Exercise data:
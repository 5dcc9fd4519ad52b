//! `poll(2)` based manager for console programs.

use std::cell::{Cell, RefCell};
use std::collections::BTreeMap;
use std::os::fd::AsFd;
use std::time::Duration;

use nix::errno::Errno;
use nix::poll::{PollFd, PollFlags, PollTimeout};

use super::{Direction, Readiness, SocketManager};
use crate::error::{IntoSocketError, Result, SocketError};
use crate::event::{EventFlags, SocketEvent};
use crate::socket::{SocketId, SocketRef};

/// Converts a wait duration into a `poll(2)` timeout, saturating at the largest representable
/// value.
pub(crate) fn poll_timeout(timeout: Option<Duration>) -> Result<PollTimeout> {
    let Some(timeout) = timeout else {
        return Ok(PollTimeout::NONE);
    };
    let millis = i32::try_from(timeout.as_millis()).unwrap_or(i32::MAX);
    PollTimeout::try_from(millis).map_err(|_| SocketError::InvalidOption)
}

pub(crate) fn readiness_from_poll(flags: PollFlags) -> Readiness {
    let mut readiness = Readiness::empty();
    if flags.intersects(PollFlags::POLLIN | PollFlags::POLLPRI) {
        readiness |= Readiness::READABLE;
    }
    if flags.contains(PollFlags::POLLOUT) {
        readiness |= Readiness::WRITABLE;
    }
    if flags.contains(PollFlags::POLLHUP) {
        readiness |= Readiness::HANGUP;
    }
    if flags.intersects(PollFlags::POLLERR | PollFlags::POLLNVAL) {
        readiness |= Readiness::ERROR;
    }
    readiness
}

fn poll_flags(direction: Direction) -> PollFlags {
    match direction {
        Direction::Input => PollFlags::POLLIN,
        Direction::Output => PollFlags::POLLOUT,
    }
}

#[derive(Debug)]
struct Registration {
    socket: SocketRef,
    interest: EventFlags,
    enabled: bool,
}

/// A manager driving all sockets of the system from one `poll(2)` call per cycle.
///
/// Only event kinds with an installed callback are watched, so a socket that just delivered an
/// event is not polled for it again until the event is re-armed. A pending connection is always
/// watched for its completion.
#[derive(Debug, Default)]
pub struct PollManager {
    registrations: RefCell<BTreeMap<SocketId, Registration>>,
    initialized: Cell<bool>,
}

impl PollManager {
    /// Creates a manager without registered sockets.
    pub fn new() -> Self {
        Self::default()
    }

    /// Returns the number of registered sockets.
    pub fn registered(&self) -> usize {
        self.registrations.borrow().len()
    }

    fn update(&self, socket: &SocketRef, update: impl FnOnce(&mut Registration)) {
        match self.registrations.borrow_mut().get_mut(&socket.id()) {
            Some(registration) => update(registration),
            None => tracing::warn!(socket = %socket.id(), "socket is not registered"),
        }
    }

    /// Collects the readiness of every watched descriptor, waiting at most `timeout`.
    fn wait(&self, timeout: Option<Duration>) -> Result<Vec<(SocketRef, Readiness)>> {
        let watched: Vec<_> = self
            .registrations
            .borrow()
            .values()
            .filter(|registration| registration.enabled && !registration.interest.is_empty())
            .filter_map(|registration| {
                let core = registration.socket.upgrade()?;
                let flags = registration
                    .interest
                    .events()
                    .fold(PollFlags::empty(), |flags, event| {
                        flags | poll_flags(core.direction(event))
                    });
                Some((registration.socket.clone(), core, flags))
            })
            .collect();

        let handles: Vec<_> = watched
            .iter()
            .filter_map(|(socket, core, flags)| Some((socket, core.handle()?, *flags)))
            .collect();

        if handles.is_empty() && timeout.is_none() {
            // Nothing could ever wake us up.
            return Ok(Vec::new());
        }

        let mut fds: Vec<PollFd<'_>> = handles
            .iter()
            .map(|(_, handle, flags)| PollFd::new(handle.as_fd(), *flags))
            .collect();

        match nix::poll::poll(&mut fds, poll_timeout(timeout)?) {
            Ok(_) => {}
            Err(Errno::EINTR) => return Ok(Vec::new()),
            Err(error) => return Err(error.into_socket_error()),
        }

        Ok(fds
            .iter()
            .zip(&handles)
            .filter_map(|(fd, (socket, _, _))| {
                let readiness = readiness_from_poll(fd.revents()?);
                (!readiness.is_empty()).then(|| ((*socket).clone(), readiness))
            })
            .collect())
    }
}

impl SocketManager for PollManager {
    fn on_init(&self) -> Result<()> {
        if self.initialized.replace(true) {
            tracing::warn!("poll manager initialized twice");
        }
        Ok(())
    }

    fn on_exit(&self) {
        self.initialized.set(false);
        let remaining = self.registrations.take().len();
        if remaining > 0 {
            tracing::warn!(remaining, "poll manager stopped with registered sockets");
        }
    }

    fn init_socket(&self, socket: &SocketRef) -> Result<()> {
        let previous = self.registrations.borrow_mut().insert(
            socket.id(),
            Registration {
                socket: socket.clone(),
                interest: EventFlags::empty(),
                enabled: true,
            },
        );
        if previous.is_some() {
            tracing::warn!(socket = %socket.id(), "socket registered twice");
        }
        Ok(())
    }

    fn destroy_socket(&self, socket: &SocketRef) {
        self.registrations.borrow_mut().remove(&socket.id());
    }

    fn install_callback(&self, socket: &SocketRef, event: SocketEvent) {
        self.update(socket, |registration| registration.interest.insert(event.flag()));
    }

    fn uninstall_callback(&self, socket: &SocketRef, event: SocketEvent) {
        self.update(socket, |registration| registration.interest.remove(event.flag()));
    }

    fn enable_events(&self, socket: &SocketRef) {
        self.update(socket, |registration| registration.enabled = true);
    }

    fn disable_events(&self, socket: &SocketRef) {
        self.update(socket, |registration| registration.enabled = false);
    }

    #[tracing::instrument(level = "trace", skip(self))]
    fn poll_events(&self, timeout: Option<Duration>) -> Result<usize> {
        let mut dispatched = 0;
        for (socket, readiness) in self.wait(timeout)? {
            // A callback earlier in this cycle may have closed or suspended the socket.
            let deliver = self
                .registrations
                .borrow()
                .get(&socket.id())
                .is_some_and(|registration| registration.enabled);
            if deliver && socket.dispatch(readiness) {
                dispatched += 1;
            }
        }
        Ok(dispatched)
    }
}

#[cfg(test)]
#[cfg_attr(coverage_nightly, coverage(off))]
mod tests {
    use std::time::Duration;

    use nix::poll::PollFlags;

    use super::{poll_timeout, readiness_from_poll};
    use crate::manager::Readiness;

    #[test]
    fn readiness_mapping() {
        assert_eq!(
            readiness_from_poll(PollFlags::POLLIN | PollFlags::POLLHUP),
            Readiness::READABLE | Readiness::HANGUP
        );
        assert_eq!(
            readiness_from_poll(PollFlags::POLLOUT | PollFlags::POLLERR),
            Readiness::WRITABLE | Readiness::ERROR
        );
        assert_eq!(readiness_from_poll(PollFlags::empty()), Readiness::empty());
    }

    #[test]
    fn timeouts_saturate() {
        assert!(poll_timeout(None).is_ok());
        assert!(poll_timeout(Some(Duration::ZERO)).is_ok());
        assert!(poll_timeout(Some(Duration::from_secs(u64::MAX))).is_ok());
    }
}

Exercise brief: Take the entries and copy them out exactly.

The answer:
repository 5dcc9fd4519ad52b
//! `poll(2)` based manager for console programs.

use std::cell::{Cell, RefCell};
use std::collections::BTreeMap;
use std::os::fd::AsFd;
use std::time::Duration;

use nix::errno::Errno;
use nix::poll::{PollFd, PollFlags, PollTimeout};

use super::{Direction, Readiness, SocketManager};
use crate::error::{IntoSocketError, Result, SocketError};
use crate::event::{EventFlags, SocketEvent};
use crate::socket::{SocketId, SocketRef};

/// Converts a wait duration into a `poll(2)` timeout, saturating at the largest representable
/// value.
pub(crate) fn poll_timeout(timeout: Option<Duration>) -> Result<PollTimeout> {
    let Some(timeout) = timeout else {
        return Ok(PollTimeout::NONE);
    };
    let millis = i32::try_from(timeout.as_millis()).unwrap_or(i32::MAX);
    PollTimeout::try_from(millis).map_err(|_| SocketError::InvalidOption)
}

pub(crate) fn readiness_from_poll(flags: PollFlags) -> Readiness {
    let mut readiness = Readiness::empty();
    if flags.intersects(PollFlags::POLLIN | PollFlags::POLLPRI) {
        readiness |= Readiness::READABLE;
    }
    if flags.contains(PollFlags::POLLOUT) {
        readiness |= Readiness::WRITABLE;
    }
    if flags.contains(PollFlags::POLLHUP) {
        readiness |= Readiness::HANGUP;
    }
    if flags.intersects(PollFlags::POLLERR | PollFlags::POLLNVAL) {
        readiness |= Readiness::ERROR;
    }
    readiness
}

fn poll_flags(direction: Direction) -> PollFlags {
    match direction {
        Direction::Input => PollFlags::POLLIN,
        Direction::Output => PollFlags::POLLOUT,
    }
}

#[derive(Debug)]
struct Registration {
    socket: SocketRef,
    interest: EventFlags,
    enabled: bool,
}

/// A manager driving all sockets of the system from one `poll(2)` call per cycle.
///
/// Only event kinds with an installed callback are watched, so a socket that just delivered an
/// event is not polled for it again until the event is re-armed. A pending connection is always
/// watched for its completion.
#[derive(Debug, Default)]
pub struct PollManager {
    registrations: RefCell<BTreeMap<SocketId, Registration>>,
    initialized: Cell<bool>,
}

impl PollManager {
    /// Creates a manager without registered sockets.
    pub fn new() -> Self {
        Self::default()
    }

    /// Returns the number of registered sockets.
    pub fn registered(&self) -> usize {
        self.registrations.borrow().len()
    }

    fn update(&self, socket: &SocketRef, update: impl FnOnce(&mut Registration)) {
        match self.registrations.borrow_mut().get_mut(&socket.id()) {
            Some(registration) => update(registration),
            None => tracing::warn!(socket = %socket.id(), "socket is not registered"),
        }
    }

    /// Collects the readiness of every watched descriptor, waiting at most `timeout`.
    fn wait(&self, timeout: Option<Duration>) -> Result<Vec<(SocketRef, Readiness)>> {
        let watched: Vec<_> = self
            .registrations
            .borrow()
            .values()
            .filter(|registration| registration.enabled && !registration.interest.is_empty())
            .filter_map(|registration| {
                let core = registration.socket.upgrade()?;
                let flags = registration
                    .interest
                    .events()
                    .fold(PollFlags::empty(), |flags, event| {
                        flags | poll_flags(core.direction(event))
                    });
                Some((registration.socket.clone(), core, flags))
            })
            .collect();

        let handles: Vec<_> = watched
            .iter()
            .filter_map(|(socket, core, flags)| Some((socket, core.handle()?, *flags)))
            .collect();

        if handles.is_empty() && timeout.is_none() {
            // Nothing could ever wake us up.
            return Ok(Vec::new());
        }

        let mut fds: Vec<PollFd<'_>> = handles
            .iter()
            .map(|(_, handle, flags)| PollFd::new(handle.as_fd(), *flags))
            .collect();

        match nix::poll::poll(&mut fds, poll_timeout(timeout)?) {
            Ok(_) => {}
            Err(Errno::EINTR) => return Ok(Vec::new()),
            Err(error) => return Err(error.into_socket_error()),
        }

        Ok(fds
            .iter()
            .zip(&handles)
            .filter_map(|(fd, (socket, _, _))| {
                let readiness = readiness_from_poll(fd.revents()?);
                (!readiness.is_empty()).then(|| ((*socket).clone(), readiness))
            })
            .collect())
    }
}

impl SocketManager for PollManager {
    fn on_init(&self) -> Result<()> {
        if self.initialized.replace(true) {
            tracing::warn!("poll manager initialized twice");
        }
        Ok(())
    }

    fn on_exit(&self) {
        self.initialized.set(false);
        let remaining = self.registrations.take().len();
        if remaining > 0 {
            tracing::warn!(remaining, "poll manager stopped with registered sockets");
        }
    }

    fn init_socket(&self, socket: &SocketRef) -> Result<()> {
        let previous = self.registrations.borrow_mut().insert(
            socket.id(),
            Registration {
                socket: socket.clone(),
                interest: EventFlags::empty(),
                enabled: true,
            },
        );
        if previous.is_some() {
            tracing::warn!(socket = %socket.id(), "socket registered twice");
        }
        Ok(())
    }

    fn destroy_socket(&self, socket: &SocketRef) {
        self.registrations.borrow_mut().remove(&socket.id());
    }

    fn install_callback(&self, socket: &SocketRef, event: SocketEvent) {
        self.update(socket, |registration| registration.interest.insert(event.flag()));
    }

    fn uninstall_callback(&self, socket: &SocketRef, event: SocketEvent) {
        self.update(socket, |registration| registration.interest.remove(event.flag()));
    }

    fn enable_events(&self, socket: &SocketRef) {
        self.update(socket, |registration| registration.enabled = true);
    }

    fn disable_events(&self, socket: &SocketRef) {
        self.update(socket, |registration| registration.enabled = false);
    }

    #[tracing::instrument(level = "trace", skip(self))]
    fn poll_events(&self, timeout: Option<Duration>) -> Result<usize> {
        let mut dispatched = 0;
        for (socket, readiness) in self.wait(timeout)? {
            // A callback earlier in this cycle may have closed or suspended the socket.
            let deliver = self
                .registrations
                .borrow()
                .get(&socket.id())
                .is_some_and(|registration| registration.enabled);
            if deliver && socket.dispatch(readiness) {
                dispatched += 1;
            }
        }
        Ok(dispatched)
    }
}

#[cfg(test)]
#[cfg_attr(coverage_nightly, coverage(off))]
mod tests {
    use std::time::Duration;

    use nix::poll::PollFlags;

    use super::{poll_timeout, readiness_from_poll};
    use crate::manager::Readiness;

    #[test]
    fn readiness_mapping() {
        assert_eq!(
            readiness_from_poll(PollFlags::POLLIN | PollFlags::POLLHUP),
            Readiness::READABLE | Readiness::HANGUP
        );
        assert_eq!(
            readiness_from_poll(PollFlags::POLLOUT | PollFlags::POLLERR),
            Readiness::WRITABLE | Readiness::ERROR
        );
        assert_eq!(readiness_from_poll(PollFlags::empty()), Readiness::empty());
    }

    #[test]
    fn timeouts_saturate() {
        assert!(poll_timeout(None).is_ok());
        assert!(poll_timeout(Some(Duration::ZERO)).is_ok());
        assert!(poll_timeout(Some(Duration::from_secs(u64::MAX))).is_ok());
    }
}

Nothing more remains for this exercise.